**Data to use:**
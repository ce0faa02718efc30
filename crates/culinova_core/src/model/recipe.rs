//! Recipe aggregate: ingredients, ordered steps, tags and media.
//!
//! # Responsibility
//! - Define the recipe record and its owned child rows.
//! - Provide validation and the pure ordering/normalization helpers shared
//!   by repositories and services.
//!
//! # Invariants
//! - `title` is never blank for a persisted recipe.
//! - Step `order` values form the dense sequence `1..=n`.
//! - Tag labels are trimmed, lowercased, deduplicated and sorted.

use crate::db::now_epoch_ms;
use crate::model::media::Media;
use crate::model::user::UserId;
use serde::{Deserialize, Serialize};
use std::collections::BTreeSet;
use std::error::Error;
use std::fmt::{Display, Formatter};
use uuid::Uuid;

pub type RecipeId = Uuid;
pub type IngredientId = Uuid;
pub type StepId = Uuid;

/// Supported ingredient units.
#[derive(Debug, Clone, Copy, PartialEq, Eq, Hash, Serialize, Deserialize)]
#[serde(rename_all = "snake_case")]
pub enum UnitOfMeasure {
    G,
    Kg,
    Ml,
    L,
    Tsp,
    Tbsp,
    Cup,
    Piece,
}

impl UnitOfMeasure {
    pub const ALL: [UnitOfMeasure; 8] = [
        Self::G,
        Self::Kg,
        Self::Ml,
        Self::L,
        Self::Tsp,
        Self::Tbsp,
        Self::Cup,
        Self::Piece,
    ];

    /// Storage label.
    pub fn as_str(self) -> &'static str {
        match self {
            Self::G => "g",
            Self::Kg => "kg",
            Self::Ml => "ml",
            Self::L => "l",
            Self::Tsp => "tsp",
            Self::Tbsp => "tbsp",
            Self::Cup => "cup",
            Self::Piece => "piece",
        }
    }

    /// Short label for display next to a quantity.
    pub fn display(self) -> &'static str {
        match self {
            Self::L => "L",
            Self::Piece => "pc",
            other => other.as_str(),
        }
    }

    pub fn parse(value: &str) -> Option<Self> {
        Self::ALL
            .into_iter()
            .find(|unit| unit.as_str().eq_ignore_ascii_case(value.trim()))
    }
}

#[derive(Debug, Clone, PartialEq, Serialize, Deserialize)]
pub struct Ingredient {
    pub id: IngredientId,
    pub name: String,
    pub quantity: Option<f64>,
    pub unit: Option<UnitOfMeasure>,
    pub note: Option<String>,
}

impl Ingredient {
    pub fn new(name: impl Into<String>) -> Self {
        Self {
            id: Uuid::new_v4(),
            name: name.into(),
            quantity: None,
            unit: None,
            note: None,
        }
    }

    pub fn with_amount(
        name: impl Into<String>,
        quantity: Option<f64>,
        unit: Option<UnitOfMeasure>,
    ) -> Self {
        let mut ingredient = Self::new(name);
        ingredient.quantity = quantity;
        ingredient.unit = unit;
        ingredient
    }

    /// Validates this row as the `index`-th ingredient of a recipe.
    pub fn validate_at(&self, index: usize) -> Result<(), RecipeValidationError> {
        if self.name.trim().is_empty() {
            return Err(RecipeValidationError::BlankIngredientName { index });
        }
        if let Some(quantity) = self.quantity {
            if !quantity.is_finite() || quantity < 0.0 {
                return Err(RecipeValidationError::InvalidQuantity { index, quantity });
            }
        }
        Ok(())
    }
}

/// One instruction. `order` is 1-based and dense within a recipe.
#[derive(Debug, Clone, PartialEq, Eq, Serialize, Deserialize)]
pub struct Step {
    pub id: StepId,
    pub order: u32,
    pub text: String,
    pub timer_seconds: Option<u32>,
}

impl Step {
    pub fn new(order: u32, text: impl Into<String>) -> Self {
        Self {
            id: Uuid::new_v4(),
            order,
            text: text.into(),
            timer_seconds: None,
        }
    }
}

/// Canonical recipe record with its child collections loaded.
#[derive(Debug, Clone, PartialEq, Serialize, Deserialize)]
pub struct Recipe {
    pub id: RecipeId,
    /// `None` until a signed-in session adopts the recipe.
    pub owner_id: Option<UserId>,
    pub title: String,
    pub summary: Option<String>,
    pub notes: Option<String>,
    pub servings: Option<u32>,
    pub prep_minutes: Option<u32>,
    pub cook_minutes: Option<u32>,
    pub created_at: i64,
    pub updated_at: i64,
    pub ingredients: Vec<Ingredient>,
    /// Sorted by `order`.
    pub steps: Vec<Step>,
    /// Normalized labels, sorted.
    pub tags: Vec<String>,
    pub media: Vec<Media>,
}

impl Recipe {
    /// Creates an empty recipe with a generated id and current timestamps.
    pub fn new(title: impl Into<String>) -> Self {
        let now = now_epoch_ms();
        Self {
            id: Uuid::new_v4(),
            owner_id: None,
            title: title.into(),
            summary: None,
            notes: None,
            servings: None,
            prep_minutes: None,
            cook_minutes: None,
            created_at: now,
            updated_at: now,
            ingredients: Vec::new(),
            steps: Vec::new(),
            tags: Vec::new(),
            media: Vec::new(),
        }
    }

    /// Appends a step at `max(order) + 1`.
    pub fn push_step(&mut self, text: impl Into<String>) -> &Step {
        let next = self.steps.iter().map(|step| step.order).max().unwrap_or(0) + 1;
        self.steps.push(Step::new(next, text));
        &self.steps[self.steps.len() - 1]
    }

    /// Total of prep and cook time when at least one is known.
    pub fn total_minutes(&self) -> Option<u32> {
        match (self.prep_minutes, self.cook_minutes) {
            (None, None) => None,
            (prep, cook) => Some(prep.unwrap_or(0).saturating_add(cook.unwrap_or(0))),
        }
    }

    /// Unowned recipes are editable by anyone; owned ones only by their owner.
    pub fn is_editable_by(&self, user: Option<UserId>) -> bool {
        match self.owner_id {
            None => true,
            Some(owner) => user == Some(owner),
        }
    }

    /// First photo thumbnail, used for list rows.
    pub fn cover_thumbnail(&self) -> Option<&[u8]> {
        self.media
            .iter()
            .filter(|media| media.kind == crate::model::media::MediaKind::Photo)
            .find_map(|media| media.thumbnail.as_deref())
    }

    /// Checks the invariants required before persistence.
    pub fn validate(&self) -> Result<(), RecipeValidationError> {
        validate_title(&self.title)?;
        for (index, ingredient) in self.ingredients.iter().enumerate() {
            ingredient.validate_at(index)?;
        }
        for (index, step) in self.steps.iter().enumerate() {
            if step.text.trim().is_empty() {
                return Err(RecipeValidationError::BlankStepText { index });
            }
        }
        ensure_dense_order(self.steps.iter().map(|step| step.order))?;
        for label in &self.tags {
            ensure_normalized_tag(label)?;
        }
        for (index, media) in self.media.iter().enumerate() {
            if !media.has_location() {
                return Err(RecipeValidationError::MediaWithoutLocation { index });
            }
        }
        Ok(())
    }
}

/// Validation failures for recipe writes.
#[derive(Debug, Clone, PartialEq)]
pub enum RecipeValidationError {
    BlankTitle,
    BlankIngredientName { index: usize },
    InvalidQuantity { index: usize, quantity: f64 },
    BlankStepText { index: usize },
    /// Step orders are not exactly `1..=n`.
    NonDenseStepOrder { expected: u32, found: u32 },
    UnnormalizedTag(String),
    MediaWithoutLocation { index: usize },
}

impl Display for RecipeValidationError {
    fn fmt(&self, f: &mut Formatter<'_>) -> std::fmt::Result {
        match self {
            Self::BlankTitle => write!(f, "recipe title must not be blank"),
            Self::BlankIngredientName { index } => {
                write!(f, "ingredient #{index} has a blank name")
            }
            Self::InvalidQuantity { index, quantity } => {
                write!(f, "ingredient #{index} has invalid quantity {quantity}")
            }
            Self::BlankStepText { index } => write!(f, "step #{index} has blank text"),
            Self::NonDenseStepOrder { expected, found } => write!(
                f,
                "step order must be a dense 1-based sequence: expected {expected}, found {found}"
            ),
            Self::UnnormalizedTag(label) => write!(f, "tag `{label}` is not normalized"),
            Self::MediaWithoutLocation { index } => {
                write!(f, "media #{index} has neither a local path nor a remote url")
            }
        }
    }
}

impl Error for RecipeValidationError {}

/// Rejects whitespace-only titles.
pub fn validate_title(title: &str) -> Result<(), RecipeValidationError> {
    if title.trim().is_empty() {
        return Err(RecipeValidationError::BlankTitle);
    }
    Ok(())
}

/// Verifies that `orders`, once sorted, equal `1..=n`.
pub fn ensure_dense_order(
    orders: impl IntoIterator<Item = u32>,
) -> Result<(), RecipeValidationError> {
    let mut sorted = orders.into_iter().collect::<Vec<_>>();
    sorted.sort_unstable();
    for (index, found) in sorted.into_iter().enumerate() {
        let expected = index as u32 + 1;
        if found != expected {
            return Err(RecipeValidationError::NonDenseStepOrder { expected, found });
        }
    }
    Ok(())
}

/// Sorts steps by current order (ties keep input order) and rewrites
/// `order` to `1..=n`.
pub fn renumber_steps(steps: &mut [Step]) {
    steps.sort_by_key(|step| step.order);
    for (index, step) in steps.iter_mut().enumerate() {
        step.order = index as u32 + 1;
    }
}

/// Rejects labels that `normalize_tag` would change.
pub fn ensure_normalized_tag(label: &str) -> Result<(), RecipeValidationError> {
    if normalize_tag(label).as_deref() != Some(label) {
        return Err(RecipeValidationError::UnnormalizedTag(label.to_string()));
    }
    Ok(())
}

/// Normalizes one tag label. Returns `None` for blank input.
pub fn normalize_tag(label: &str) -> Option<String> {
    let trimmed = label.trim();
    if trimmed.is_empty() {
        None
    } else {
        Some(trimmed.to_lowercase())
    }
}

/// Normalizes, deduplicates and sorts tag labels; blanks are dropped.
pub fn normalize_tags<S: AsRef<str>>(labels: &[S]) -> Vec<String> {
    labels
        .iter()
        .filter_map(|label| normalize_tag(label.as_ref()))
        .collect::<BTreeSet<_>>()
        .into_iter()
        .collect()
}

**Task goal:** Please copy out each line in the entries that mentions the string "must".

**Task answer:**
            Self::BlankTitle => write!(f, "recipe title must not be blank"),
                "step order must be a dense 1-based sequence: expected {expected}, found {found}"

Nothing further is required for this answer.